=== Task goal ===
Determine how many lines in the listing hold "ApiErrorBody" and give only that number.

[Supplied entries — start]

use rand::RngCore;
use reqwest::{Client, StatusCode};
use serde::{Deserialize, Serialize};
use serde_json::json;
use thiserror::Error;
use url::Url;

const DEFAULT_BASE_URL: &str = "https://www.googleapis.com";
const BOUNDARY_PREFIX: &str = "vk_photo_backup_";
pub const FOLDER_MIME_TYPE: &str = "application/vnd.google-apps.folder";

#[derive(Debug, Error)]
pub enum DriveError {
    #[error("request failed: {0}")]
    Request(#[from] reqwest::Error),
    #[error("invalid url: {0}")]
    Url(#[from] url::ParseError),
    #[error("api returned {status}: {message}")]
    Api { status: StatusCode, message: String },
    #[error("source download returned {status} for {url}")]
    Source { status: StatusCode, url: String },
}

#[derive(Clone)]
pub struct DriveClient {
    http: Client,
    base_url: Url,
    token: String,
}

impl DriveClient {
    pub fn new(token: impl Into<String>) -> Result<Self, DriveError> {
        Self::with_base_url(DEFAULT_BASE_URL, token)
    }

    pub fn with_base_url(base_url: &str, token: impl Into<String>) -> Result<Self, DriveError> {
        Ok(Self {
            http: Client::new(),
            base_url: Url::parse(base_url)?,
            token: token.into(),
        })
    }

    /// Looks up a non-trashed folder by exact name.
    pub async fn find_folder(&self, name: &str) -> Result<Option<DriveFile>, DriveError> {
        let mut url = self.endpoint("/drive/v3/files")?;
        url.query_pairs_mut()
            .append_pair(
                "q",
                &format!(
                    "name = '{}' and mimeType = '{FOLDER_MIME_TYPE}' and trashed = false",
                    escape_query_literal(name)
                ),
            )
            .append_pair("spaces", "drive")
            .append_pair("fields", "files(id,name)");
        let response = self
            .http
            .get(url)
            .bearer_auth(&self.token)
            .send()
            .await?;
        let list: FileList = Self::handle_response(response).await?;
        Ok(list.files.into_iter().next())
    }

    pub async fn create_folder(&self, name: &str) -> Result<DriveFile, DriveError> {
        let mut url = self.endpoint("/drive/v3/files")?;
        url.query_pairs_mut().append_pair("fields", "id,name");
        let response = self
            .http
            .post(url)
            .bearer_auth(&self.token)
            .json(&json!({ "name": name, "mimeType": FOLDER_MIME_TYPE }))
            .send()
            .await?;
        Self::handle_response(response).await
    }

    /// Creates a file named `name` inside `parent_id` in a single
    /// `multipart/related` request.
    pub async fn upload_bytes(
        &self,
        name: &str,
        parent_id: &str,
        mime_type: &str,
        content: Vec<u8>,
    ) -> Result<DriveFile, DriveError> {
        let mut url = self.endpoint("/upload/drive/v3/files")?;
        url.query_pairs_mut()
            .append_pair("uploadType", "multipart")
            .append_pair("fields", "id,name");
        let metadata = json!({ "name": name, "parents": [parent_id] });
        let boundary = pick_boundary(&mut rand::thread_rng(), &content);
        let body = multipart_related_body(&boundary, &metadata, mime_type, &content);
        let response = self
            .http
            .post(url)
            .bearer_auth(&self.token)
            .header(
                "Content-Type",
                format!("multipart/related; boundary={boundary}"),
            )
            .body(body)
            .send()
            .await?;
        Self::handle_response(response).await
    }

    /// Downloads a public source file. No Drive credentials are sent.
    pub async fn fetch_source(&self, source_url: &str) -> Result<Vec<u8>, DriveError> {
        let url = Url::parse(source_url)?;
        let response = self.http.get(url).send().await?;
        let status = response.status();
        if !status.is_success() {
            return Err(DriveError::Source {
                status,
                url: source_url.to_string(),
            });
        }
        Ok(response.bytes().await?.to_vec())
    }

    fn endpoint(&self, path: &str) -> Result<Url, DriveError> {
        Ok(self.base_url.join(path)?)
    }

    async fn handle_response<T: serde::de::DeserializeOwned>(
        response: reqwest::Response,
    ) -> Result<T, DriveError> {
        if response.status().is_success() {
            Ok(response.json::<T>().await?)
        } else {
            let status = response.status();
            let body = response.text().await.unwrap_or_default();
            Err(DriveError::Api {
                status,
                message: api_error_message(&body),
            })
        }
    }
}

fn escape_query_literal(value: &str) -> String {
    value.replace('\\', "\\\\").replace('\'', "\\'")
}

/// Random per request, and never a byte sequence that occurs in the media.
fn pick_boundary<R: RngCore>(rng: &mut R, content: &[u8]) -> String {
    loop {
        let boundary = format!("{BOUNDARY_PREFIX}{:016x}", rng.next_u64());
        if !content
            .windows(boundary.len())
            .any(|window| window == boundary.as_bytes())
        {
            return boundary;
        }
    }
}

fn multipart_related_body(
    boundary: &str,
    metadata: &serde_json::Value,
    mime_type: &str,
    content: &[u8],
) -> Vec<u8> {
    let mut body = Vec::with_capacity(content.len() + 512);
    body.extend_from_slice(
        format!(
            "--{boundary}\r\nContent-Type: application/json; charset=UTF-8\r\n\r\n{metadata}\r\n"
        )
        .as_bytes(),
    );
    body.extend_from_slice(
        format!("--{boundary}\r\nContent-Type: {mime_type}\r\n\r\n").as_bytes(),
    );
    body.extend_from_slice(content);
    body.extend_from_slice(format!("\r\n--{boundary}--\r\n").as_bytes());
    body
}

fn api_error_message(body: &str) -> String {
    serde_json::from_str::<ApiErrorEnvelope>(body)
        .map(|envelope| envelope.error.message)
        .unwrap_or_else(|_| body.to_string())
}

#[derive(Debug, Deserialize)]
struct ApiErrorEnvelope {
    error: ApiErrorBody,
}

#[derive(Debug, Deserialize)]
struct ApiErrorBody {
    message: String,
}

#[derive(Debug, Deserialize, Serialize)]
struct FileList {
    #[serde(default)]
    files: Vec<DriveFile>,
}

#[derive(Debug, Clone, Deserialize, Serialize, PartialEq, Eq)]
pub struct DriveFile {
    pub id: String,
    #[serde(default)]
    pub name: Option<String>,
}
use serde::{Deserialize, Serialize};

/// One available resolution of a photo.
#[derive(Debug, Clone, PartialEq, Eq)]
pub struct Rendition {
    pub width: u32,
    pub height: u32,
    pub size_tag: String,
    pub url: String,
}

impl Rendition {
    pub fn score(&self) -> u64 {
        u64::from(self.width) + u64::from(self.height)
    }
}

#[derive(Debug, Clone, PartialEq, Eq)]
pub struct PhotoItem {
    pub like_count: u64,
    /// Upload time, epoch seconds.
    pub upload_date: i64,
    pub renditions: Vec<Rendition>,
}

impl PhotoItem {
    pub fn base_name(&self) -> String {
        format!("{}.jpg", self.like_count)
    }
}

impl From<vk_core::Photo> for PhotoItem {
    fn from(photo: vk_core::Photo) -> Self {
        Self {
            like_count: photo.likes.count,
            upload_date: photo.date,
            renditions: photo
                .sizes
                .into_iter()
                .map(|size| Rendition {
                    width: size.width,
                    height: size.height,
                    size_tag: size.size_type,
                    url: size.url,
                })
                .collect(),
        }
    }
}

#[derive(Debug, Clone, PartialEq, Eq, Serialize, Deserialize)]
pub struct ManifestEntry {
    pub file_name: String,
    #[serde(rename = "size")]
    pub size_tag: String,
}
mod client;

pub use client::{Link, YadiskClient, YadiskError};
mod client;
mod types;

pub use client::{DEFAULT_API_VERSION, VkClient, VkError};
pub use types::{Likes, ObjectType, Photo, PhotoList, PhotoSize, ResolvedObject};
use reqwest::{Client, StatusCode};
use serde::de::DeserializeOwned;
use serde_json::Value;
use thiserror::Error;
use url::Url;

use crate::types::{ApiError, PhotoList, ResolvedObject};

const DEFAULT_BASE_URL: &str = "https://api.vk.com/method/";
pub const DEFAULT_API_VERSION: &str = "5.131";

#[derive(Debug, Error)]
pub enum VkError {
    #[error("request failed: {0}")]
    Request(#[from] reqwest::Error),
    #[error("invalid url: {0}")]
    Url(#[from] url::ParseError),
    #[error("http {status}: {body}")]
    Http { status: StatusCode, body: String },
    #[error("VK API error {code}: {message}")]
    Api { code: i64, message: String },
    #[error("screen name {0:?} does not resolve to an account")]
    UnknownScreenName(String),
    #[error("malformed response: {0}")]
    Malformed(#[from] serde_json::Error),
}

#[derive(Clone)]
pub struct VkClient {
    http: Client,
    base_url: Url,
    token: String,
    api_version: String,
}

impl VkClient {
    pub fn new(token: impl Into<String>, api_version: impl Into<String>) -> Result<Self, VkError> {
        Self::with_base_url(DEFAULT_BASE_URL, token, api_version)
    }

    pub fn with_base_url(
        base_url: &str,
        token: impl Into<String>,
        api_version: impl Into<String>,
    ) -> Result<Self, VkError> {
        // Method names are joined onto the base, so it must end with a slash.
        let base_url = if base_url.ends_with('/') {
            Url::parse(base_url)?
        } else {
            Url::parse(&format!("{base_url}/"))?
        };
        Ok(Self {
            http: Client::new(),
            base_url,
            token: token.into(),
            api_version: api_version.into(),
        })
    }

    /// Maps a screen name (`durov`, `club1`) to the account it names.
    pub async fn resolve_screen_name(&self, screen_name: &str) -> Result<ResolvedObject, VkError> {
        let response = self
            .call("utils.resolveScreenName", &[("screen_name", screen_name)])
            .await?;
        // Unknown names come back as an empty list instead of an object.
        if response.get("object_id").is_none() {
            return Err(VkError::UnknownScreenName(screen_name.to_string()));
        }
        Ok(serde_json::from_value(response)?)
    }

    /// Lists the photos of one album with like counts (`extended=1`).
    pub async fn get_photos(&self, owner_id: i64, album_id: &str) -> Result<PhotoList, VkError> {
        let owner_id = owner_id.to_string();
        self.call_typed(
            "photos.get",
            &[
                ("owner_id", owner_id.as_str()),
                ("album_id", album_id),
                ("extended", "1"),
            ],
        )
        .await
    }

    async fn call_typed<T: DeserializeOwned>(
        &self,
        method: &str,
        params: &[(&str, &str)],
    ) -> Result<T, VkError> {
        let response = self.call(method, params).await?;
        Ok(serde_json::from_value(response)?)
    }

    async fn call(&self, method: &str, params: &[(&str, &str)]) -> Result<Value, VkError> {
        let mut url = self.base_url.join(method)?;
        {
            let mut query = url.query_pairs_mut();
            for (key, value) in params {
                query.append_pair(key, value);
            }
            query.append_pair("access_token", &self.token);
            query.append_pair("v", &self.api_version);
        }
        let response = self.http.get(url).send().await?;
        let status = response.status();
        if !status.is_success() {
            let body = response.text().await.unwrap_or_default();
            return Err(VkError::Http { status, body });
        }
        let mut payload: Value = response.json().await?;
        if let Some(error) = payload.get_mut("error").map(Value::take) {
            let error: ApiError = serde_json::from_value(error)?;
            return Err(VkError::Api {
                code: error.error_code,
                message: error.error_msg,
            });
        }
        match payload.get_mut("response").map(Value::take) {
            Some(response) => Ok(response),
            None => Err(VkError::Malformed(
                <serde_json::Error as serde::de::Error>::missing_field("response"),
            )),
        }
    }
}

[Supplied entries — finish]

=== Answer to the exercise ===
2